Stored items
⁂
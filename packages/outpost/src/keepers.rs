use {
    crate::{
        address::parse_address,
        authz::{Grant, TransferAuthorization},
        transfer::{MsgTransfer, MsgTransferResponse},
    },
    cosmwasm_schema::cw_serde,
    cosmwasm_std::StdResult,
    cw_utils::Expiration,
    ethabi::{Address, Hash},
};

// ------------------------------- token pairs --------------------------------

/// Registered mapping between a native denom and the ERC-20 contract wrapping
/// it.
#[cw_serde]
pub struct TokenPair {
    /// Hex address of the ERC-20 contract
    pub erc20_address: String,
    pub denom: String,
}

impl TokenPair {
    pub fn erc20_contract(&self) -> StdResult<Address> {
        parse_address(&self.erc20_address)
    }
}

pub trait TokenPairRegistry {
    /// The token pair registered for a native denom, if any.
    fn token_pair(&self, denom: &str) -> StdResult<Option<TokenPair>>;
}

// ---------------------------------- authz -----------------------------------

/// Grants are keyed by (grantee, granter, message type URL).
pub trait AuthzKeeper {
    /// The grant, if one exists. Expired grants may be returned; it is up to the
    /// caller to check the expiration.
    fn grant(&self, grantee: &Address, granter: &Address, msg_type_url: &str) -> StdResult<Option<Grant>>;

    fn save_grant(
        &mut self,
        grantee: &Address,
        granter: &Address,
        authorization: &TransferAuthorization,
        expiration: Expiration,
    ) -> StdResult<()>;

    fn delete_grant(&mut self, grantee: &Address, granter: &Address, msg_type_url: &str) -> StdResult<()>;
}

// --------------------------------- transfer ---------------------------------

pub trait TransferKeeper {
    /// Escrow or burn the tokens and send the ICS-20 packet. Either everything
    /// happens or nothing does.
    fn transfer(&mut self, msg: &MsgTransfer) -> StdResult<MsgTransferResponse>;
}

// ----------------------------------- evm ------------------------------------

/// An EVM log entry.
#[derive(Debug, Clone, PartialEq, Eq)]
pub struct Log {
    pub address: Address,
    pub topics: Vec<Hash>,
    pub data: Vec<u8>,
    pub block_number: u64,
}

pub trait StateDb {
    fn add_log(&mut self, log: Log) -> StdResult<()>;
}

// ---------------------------------- bundle ----------------------------------

/// Everything a precompile call reads from or writes to, besides its own
/// configuration.
pub struct Keepers<'a> {
    pub token_pairs: &'a dyn TokenPairRegistry,
    pub authz: &'a mut dyn AuthzKeeper,
    pub transfer: &'a mut dyn TransferKeeper,
    pub state_db: &'a mut dyn StateDb,
}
⁂
#### Task instructions:
Write out exactly the lines from the line holding "packet. Either everything" through the last line of the data, and nothing besides those lines.

#### Response area:
    /// Escrow or burn the tokens and send the ICS-20 packet. Either everything
    /// happens or nothing does.
    fn transfer(&mut self, msg: &MsgTransfer) -> StdResult<MsgTransferResponse>;
}

// ----------------------------------- evm ------------------------------------

/// An EVM log entry.
#[derive(Debug, Clone, PartialEq, Eq)]
pub struct Log {
    pub address: Address,
    pub topics: Vec<Hash>,
    pub data: Vec<u8>,
    pub block_number: u64,
}

pub trait StateDb {
    fn add_log(&mut self, log: Log) -> StdResult<()>;
}

// ---------------------------------- bundle ----------------------------------

/// Everything a precompile call reads from or writes to, besides its own
/// configuration.
pub struct Keepers<'a> {
    pub token_pairs: &'a dyn TokenPairRegistry,
    pub authz: &'a mut dyn AuthzKeeper,
    pub transfer: &'a mut dyn TransferKeeper,
    pub state_db: &'a mut dyn StateDb,
}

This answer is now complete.